Common variants are:

• twin wire
• triple wire
• single wire with hot wire addition
• metal powdered flux addition

All contribute to improved productivity through a marked increase in weld

metal deposition rates and/or travel speeds.


Fluxes used in SAW are granular fusible minerals containing oxides of

manganese, silicon, titanium, aluminum, calcium, zirconium, magnesium and
other compounds such as calcium fluoride. The flux is specially formulated to
be compatible with a given electrode wire type so that the combination of flux
and wire yields desired mechanical properties. All fluxes react with the weld
pool to produce the weld metal chemical composition and mechanical
properties. It is common practice to refer to fluxes as 'active' if they add
manganese and silicon to the weld, the amount of manganese and silicon
added is influenced by the arc voltage and the welding current level. The main
types of flux for SAW are:

• Bonded fluxes - produced by drying the ingredients, then bonding

them with a low melting point compound such as a sodium silicate. Most
bonded fluxes contain metallic de-oxidizers which help to prevent weld
porosity. These fluxes are effective over rust and mill scale.
• Fused fluxes - produced by mixing the ingredients, then melting them
in an electric furnace to form a chemical homogeneous product, cooled
and ground to the required particle size.

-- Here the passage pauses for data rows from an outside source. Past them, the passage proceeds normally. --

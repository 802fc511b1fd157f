//! Port traits the domain depends on.

pub mod config_port;
pub mod market_data_port;
pub mod snapshot_port;
pub mod signal_port;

Smooth stable arcs, with
welding currents up to 2000A and consistent weld metal properties, are
the main attraction of these fluxes.


SAW is ideally suited for longitudinal and circumferential butt and fillet welds.
However, because of high fluidity of the weld pool, molten slag and loose flux
layer, welding is generally carried out on butt joints in the flat position and
fillet joints in both the flat and horizontal-vertical positions. For circumferential
joints, the work-piece is rotated under a fixed welding head with welding
taking place in the flat position. Depending on material thickness, either
single-pass, two-pass or multi-pass weld procedures can be carried out. There
is virtually no restriction on the material thickness, provided a suitable joint
preparation is adopted. Most commonly welded materials are carbon-
manganese steels, low alloy steels and stainless steels, although the process
is capable of welding some non-ferrous materials with judicious choice of
electrode filler wire and flux combinations.